Wednesday, August 15, 2012

Grieve Well, Live Well Week 2


Little things are BIG

 
             A memorial service has just concluded. The fellowship hall is crowded. The kitchen counter is overflowing with food. Fresh cut flowers dot the room in their varied colors and the blended fragrances send a pleasant aroma into the air. The beauty of the arrangements triggers the thought, deep sorrow needs intense beauty. Young children play tag weaving in and out of the chairs and groups of adults who are engaged in differing depths of conversation. The unspoken question in this room is “How can I support and be a real help for the family?”  Paul gives us the first clue on grieving well and helping the grieving.      

                                        “Mourn with those who mourn.” Romans 12:15 

                Our culture goes against what God says, it has taught us beginning very young to cry alone.
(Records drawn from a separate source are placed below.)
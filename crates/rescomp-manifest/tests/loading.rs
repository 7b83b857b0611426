//! Manifest loading and validation behavior.

use rescomp_core::{Severity, WarningCode};
use rescomp_manifest::{Direction, ManifestLoader, ManifestValidator};
use std::io::Write;
use tempfile::NamedTempFile;

const FULL_MANIFEST: &str = r#"
entities:
  Parent:
    file: parents.json
    pk: id
    root: true
    slugField: slug
    orderBy: { field: id, direction: desc }
    output:
      blobTemplate: "parents/{slug}.json"
      index:
        blob: "indexes/parents.json"
        fields: [id, slug, name]
    children:
      - entity: Child
        as: children
        fk: { field: parentId }
        orderBy: { field: id, direction: asc }
        maxDepth: 4
  Child:
    file: children.json
    pk: id
"#;

fn write_manifest(yaml: &str) -> NamedTempFile {
    let mut file = NamedTempFile::new().unwrap();
    file.write_all(yaml.as_bytes()).unwrap();
    file
}

fn load(yaml: &str) -> rescomp_manifest::Manifest {
    let file = write_manifest(yaml);
    let result = ManifestLoader::new().load(file.path());
    assert!(!result.has_errors(), "warnings: {:?}", result.warnings);
    result.manifest.unwrap()
}

#[test]
fn loads_a_complete_manifest() {
    let manifest = load(FULL_MANIFEST);
    assert_eq!(manifest.entities.len(), 2);

    let parent = manifest.entity("Parent").unwrap();
    assert_eq!(parent.file, "parents.json");
    assert_eq!(parent.primary_key, "id");
    assert!(parent.is_root);
    assert_eq!(parent.slug_field.as_deref(), Some("slug"));

    let order = parent.order_by.as_ref().unwrap();
    assert_eq!(order.field, "id");
    assert_eq!(order.direction, Some(Direction::Desc));

    let child = &parent.children[0];
    assert_eq!(child.entity, "Child");
    assert_eq!(child.output_name(), "children");
    assert_eq!(child.fk_field, "parentId");
    assert_eq!(child.max_depth, Some(4));

    let output = parent.output.as_ref().unwrap();
    assert_eq!(output.blob_template, "parents/{slug}.json");
    let index = output.index.as_ref().unwrap();
    assert_eq!(index.blob, "indexes/parents.json");
    assert_eq!(index.fields, ["id", "slug", "name"]);

    let child_entity = manifest.entity("Child").unwrap();
    assert!(!child_entity.is_root);
    assert!(child_entity.children.is_empty());
    assert!(child_entity.output.is_none());
}

#[test]
fn output_name_defaults_to_entity_name() {
    let manifest = load(
        r#"
entities:
  Parent:
    file: parents.json
    pk: id
    root: true
    children:
      - entity: Child
        fk: { field: parentId }
  Child:
    file: children.json
    pk: id
"#,
    );
    let parent = manifest.entity("Parent").unwrap();
    assert_eq!(parent.children[0].output_name(), "Child");
}

#[test]
fn missing_file_reports_invalid_manifest() {
    let result = ManifestLoader::new().load(std::path::Path::new("/nonexistent/manifest.yml"));
    assert!(result.has_errors());
    assert!(result.manifest.is_none());
    assert_eq!(result.warnings[0].code, WarningCode::InvalidManifest);
}

#[test]
fn unparsable_yaml_reports_invalid_manifest() {
    let file = write_manifest("entities: [not: a: map");
    let result = ManifestLoader::new().load(file.path());
    assert!(result.has_errors());
    assert!(result.manifest.is_none());
}

#[test]
fn validator_accepts_the_full_manifest() {
    let manifest = load(FULL_MANIFEST);
    let warnings = ManifestValidator::new().validate(&manifest);
    assert!(warnings.is_empty(), "warnings: {:?}", warnings);
}

#[test]
fn empty_manifest_is_rejected() {
    let manifest = load("entities: {}");
    let warnings = ManifestValidator::new().validate(&manifest);
    assert_eq!(warnings.len(), 1);
    assert_eq!(warnings[0].code, WarningCode::InvalidManifest);
    assert_eq!(warnings[0].severity, Severity::Error);
}

#[test]
fn missing_file_and_pk_are_rejected() {
    let manifest = load("entities: { Parent: { root: true } }");
    let warnings = ManifestValidator::new().validate(&manifest);
    let missing_key: Vec<_> = warnings
        .iter()
        .filter(|w| w.code == WarningCode::MissingKey)
        .collect();
    assert_eq!(missing_key.len(), 2);
    assert!(missing_key.iter().all(|w| w.severity == Severity::Error));
}

#[test]
fn unknown_child_entity_is_rejected() {
    let manifest = load(
        r#"
entities:
  Parent:
    file: parents.json
    pk: id
    children:
      - entity: Ghost
        fk: { field: parentId }
"#,
    );
    let warnings = ManifestValidator::new().validate(&manifest);
    assert!(warnings
        .iter()
        .any(|w| w.code == WarningCode::InvalidManifest && w.message.contains("Ghost")));
}

#[test]
fn missing_fk_field_is_rejected() {
    let manifest = load(
        r#"
entities:
  Parent:
    file: parents.json
    pk: id
    children:
      - entity: Child
  Child:
    file: children.json
    pk: id
"#,
    );
    let warnings = ManifestValidator::new().validate(&manifest);
    assert!(warnings
        .iter()
        .any(|w| w.code == WarningCode::MissingForeignKey && w.severity == Severity::Error));
}

#[test]
fn invalid_order_direction_is_rejected() {
    let manifest = load(
        r#"
entities:
  Parent:
    file: parents.json
    pk: id
    orderBy: { field: id, direction: sideways }
"#,
    );
    let warnings = ManifestValidator::new().validate(&manifest);
    assert!(warnings
        .iter()
        .any(|w| w.code == WarningCode::InvalidManifest && w.message.contains("direction")));
}

#[test]
fn fk_double_registration_is_rejected() {
    let manifest = load(
        r#"
entities:
  Alpha:
    file: alphas.json
    pk: id
    children:
      - entity: Child
        fk: { field: parentId }
  Beta:
    file: betas.json
    pk: id
    children:
      - entity: Child
        fk: { field: parentId }
  Child:
    file: children.json
    pk: id
"#,
    );
    let warnings = ManifestValidator::new().validate(&manifest);
    assert!(warnings.iter().any(|w| w.code == WarningCode::InvalidManifest
        && w.severity == Severity::Error
        && w.message.contains("declared by both")));
}

#[test]
fn same_parent_may_declare_distinct_fk_fields() {
    let manifest = load(
        r#"
entities:
  Parent:
    file: parents.json
    pk: id
    children:
      - entity: Child
        as: owned
        fk: { field: ownerId }
      - entity: Child
        as: sponsored
        fk: { field: sponsorId }
  Child:
    file: children.json
    pk: id
"#,
    );
    let warnings = ManifestValidator::new().validate(&manifest);
    assert!(warnings.is_empty(), "warnings: {:?}", warnings);
}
Who has heard a parent say “Stop crying or I will give you something to cry about” or “If you are going to cry go to your room”. God tells us to cry together.  But what does it look like? Yes, some of us can easily cry with them but others find it more difficult.  Mourning with them does not mean we necessarily need to shed tears.  It is being with them while they mourn that is needed. A box of Kleenex is a good idea to have available, for the griever to grab. In our culture giving a person a tissue is a silent, often sub conscious, gesture which means, “now stop and dry off”.  Sitting there when there are no words said or the all-important “listening ear” is needed also. Mourning is the outward expression of deep sorrow. Not all mourning is done with tears. Jesus wept at the hoe of Mary and Martha after Lazarus died. He knew that he was goig to raise Lazarus but Lazarus would have to eventually die. I believe Jesus felt the sister's pain and he wept with them in their pain.
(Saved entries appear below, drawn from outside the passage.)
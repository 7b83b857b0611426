//! Compile command implementation.

use rescomp_core::CancelFlag;
use rescomp_engine::{Engine, RunOptions};
use serde_json::json;

use crate::output;

pub fn run(
    manifest: String,
    raw_dir: String,
    out: String,
    max_depth: Option<u32>,
    json_output: bool,
) -> Result<(), Box<dyn std::error::Error>> {
    let mut options = RunOptions::new(manifest, raw_dir, out);
    if let Some(depth) = max_depth {
        options.max_depth = depth;
    }

    let report = Engine::new().run(&options, &CancelFlag::new())?;

    if json_output {
        let summary = json!({
            "succeeded": !report.has_errors(),
            "documents": report.documents,
            "files_written": report.files_written,
            "warnings": report.warnings,
        });
        println!("{}", serde_json::to_string_pretty(&summary)?);
    } else {
        if !report.warnings.is_empty() {
            output::print_table_header();
            for warning in &report.warnings {
                println!("{}", output::format_table_row(warning));
            }
        }
        if report.has_errors() {
            println!("Compilation failed; output unchanged.");
        } else {
            println!(
                "Compiled {} documents into {} files.",
                report.documents, report.files_written
            );
        }
    }

    if report.has_errors() {
        std::process::exit(1);
    }

    Ok(())
}
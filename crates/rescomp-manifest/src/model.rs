use std::collections::BTreeMap;

/// A fully loaded manifest: named map of entity definitions.
///
/// Entities are kept in a `BTreeMap` so that every pipeline phase iterating
/// over them does so in entity-name order; no unordered map iteration may
/// leak into output or warning ordering.
#[derive(Debug, Clone, Default)]
pub struct Manifest {
    /// Entity definitions keyed by entity name.
    pub entities: BTreeMap<String, Entity>,
}

impl Manifest {
    /// Looks up an entity definition by name.
    pub fn entity(&self, name: &str) -> Option<&Entity> {
        self.entities.get(name)
    }
}

/// Declaration of one entity table.
#[derive(Debug, Clone, Default)]
pub struct Entity {
    /// Entity name (map key, repeated here for convenience).
    pub name: String,
    /// Raw data file name, relative to the raw data directory.
    pub file: String,
    /// Primary key field path.
    pub primary_key: String,
    /// Whether rows of this entity become top-level compiled documents.
    pub is_root: bool,
    /// Field supplying the `{slug}` template token when the document has no
    /// `slug` field of its own.
    pub slug_field: Option<String>,
    /// Ordering of this entity's root documents.
    pub order_by: Option<OrderBy>,
    /// Child relationships, in declaration order.
    pub children: Vec<ChildRelationship>,
    /// Declared output shape; absence selects the fixed slug+hash layout.
    pub output: Option<OutputSpec>,
}

/// A parent-to-child relationship declaration.
#[derive(Debug, Clone, Default)]
pub struct ChildRelationship {
    /// Child entity name.
    pub entity: String,
    /// Output field rename; the child entity name is used when empty.
    pub output_field: Option<String>,
    /// Foreign key field path on child rows.
    pub fk_field: String,
    /// Ordering of sibling child rows.
    pub order_by: Option<OrderBy>,
    /// Per-relationship depth ceiling; the run's global ceiling applies when
    /// absent.
    pub max_depth: Option<u32>,
}

impl ChildRelationship {
    /// The field name the child array is emitted under.
    pub fn output_name(&self) -> &str {
        match &self.output_field {
            Some(name) if !name.is_empty() => name,
            _ => &self.entity,
        }
    }
}

/// Declared ordering for sibling rows.
#[derive(Debug, Clone)]
pub struct OrderBy {
    /// Field path supplying the order key.
    pub field: String,
    /// Sort direction; `None` when the manifest declared an unparsable
    /// direction (rejected by validation).
    pub direction: Option<Direction>,
}

/// Sort direction.
#[derive(Debug, Clone, Copy, PartialEq, Eq)]
pub enum Direction {
    /// Ascending.
    Asc,
    /// Descending; also flips the key-kind comparison.
    Desc,
}

/// Declared output shape for an entity.
#[derive(Debug, Clone, Default)]
pub struct OutputSpec {
    /// Path template with `{token}` placeholders, one rendered file per
    /// document.
    pub blob_template: String,
    /// Optional projected index over the entity's documents.
    pub index: Option<OutputIndexSpec>,
}

/// Declared projected index blob.
#[derive(Debug, Clone, Default)]
pub struct OutputIndexSpec {
    /// Output path of the index blob.
    pub blob: String,
    /// Fields projected per document; missing fields serialize as null.
    pub fields: Vec<String>,
}
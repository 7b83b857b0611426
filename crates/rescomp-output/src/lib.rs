//! Output planning and atomic writing.
//!
//! Compiled documents and indexes are first planned into a set of
//! (relative path, canonical JSON bytes) files, validated for template and
//! path-safety errors and collisions, and only then written: each file goes
//! through a temp-file-then-rename publish, and the whole tree is staged in
//! a scratch directory the orchestrator renames onto the output root on
//! success.

#![deny(missing_docs)]

/// Fixed slug+hash output layout.
pub mod layout;
/// Output plan construction for both layouts.
pub mod planner;
/// Staged output root publishing.
pub mod staging;
/// `{token}` path template rendering.
pub mod template;
/// Atomic file writing.
pub mod writer;

pub use layout::OutputLayoutPolicy;
pub use planner::{OutputPlan, OutputPlanner, PlannedFile};
pub use staging::StagedRoot;
pub use template::TemplateRenderer;
pub use writer::{OutputError, OutputWriter};
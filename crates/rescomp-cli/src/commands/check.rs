//! Check command implementation.

use std::path::Path;

use rescomp_core::has_errors;
use rescomp_manifest::{ManifestLoader, ManifestValidator};

use crate::output;

pub fn run(manifest: String, json_output: bool) -> Result<(), Box<dyn std::error::Error>> {
    let loaded = ManifestLoader::new().load(Path::new(&manifest));
    let mut warnings = loaded.warnings;
    if let Some(manifest) = &loaded.manifest {
        warnings.extend(ManifestValidator::new().validate(manifest));
    }

    if json_output {
        println!("{}", output::format_json(&warnings));
    } else if warnings.is_empty() {
        println!("Manifest OK.");
    } else {
        output::print_table_header();
        for warning in &warnings {
            println!("{}", output::format_table_row(warning));
        }
    }

    if has_errors(&warnings) {
        std::process::exit(1);
    }

    Ok(())
}
use std::fs;
use std::io;
use std::path::{Path, PathBuf};

/// Scratch directory a run writes into before the output root is touched.
///
/// The scratch tree lives next to the final root with a `.tmp` suffix. On
/// `publish` the existing root (if any) is removed and the scratch tree is
/// renamed into place. An unpublished scratch tree is removed on drop, so a
/// failed run leaves the previous output intact.
#[derive(Debug)]
pub struct StagedRoot {
    scratch: PathBuf,
    target: PathBuf,
    published: bool,
}

impl StagedRoot {
    /// Creates an empty scratch directory for `target`.
    pub fn create(target: &Path) -> io::Result<Self> {
        let mut scratch = target.as_os_str().to_owned();
        scratch.push(".tmp");
        let scratch = PathBuf::from(scratch);

        if scratch.exists() {
            fs::remove_dir_all(&scratch)?;
        }
        fs::create_dir_all(&scratch)?;

        Ok(Self {
            scratch,
            target: target.to_path_buf(),
            published: false,
        })
    }

    /// The scratch directory files are written into.
    pub fn path(&self) -> &Path {
        &self.scratch
    }

    /// Replaces the target root with the scratch tree.
    pub fn publish(mut self) -> io::Result<()> {
        if self.target.exists() {
            fs::remove_dir_all(&self.target)?;
        }
        fs::rename(&self.scratch, &self.target)?;
        self.published = true;
        Ok(())
    }
}

impl Drop for StagedRoot {
    fn drop(&mut self) {
        if !self.published {
            let _ = fs::remove_dir_all(&self.scratch);
        }
    }
}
“Be completely humble and gentle; be patient, bearing with one another in love.”
 Ephesians 4:2
            There are Mary and Martha helpers. The Martha’s cook the meals, babysit the kids or maybe clean the house. The Mary’s cry with them and listen or take the griever by the hand and lead them outside for fresh air and maybe a long possibly silent walk.  We each have an important part. The one who makes a daily phone call just to check on how things are going is just as important. Asking “How are you doing?” is very awkward but asking “How is today?” is much more realistic though each step of each day can be different.  

The time around the death and the funeral is often filled with out of town family. As this attention dwindles it is the time for the church family and friends to step up. Every grief is unique and the needs of each griever should be considered. Do not make any assumptions. Make suggestions and listen to the answers. Desires and needs change, don’t be afraid to make the same suggestion again.
Of top importance for the griever in order to grieve well is, give yourself permission to express your feelings. Feelings need to be expressed to heal. Feelings are erratic and often repetitious. Be patient with yourself and your friends and FEEL.
Throughout the grieving process the little things are BIG.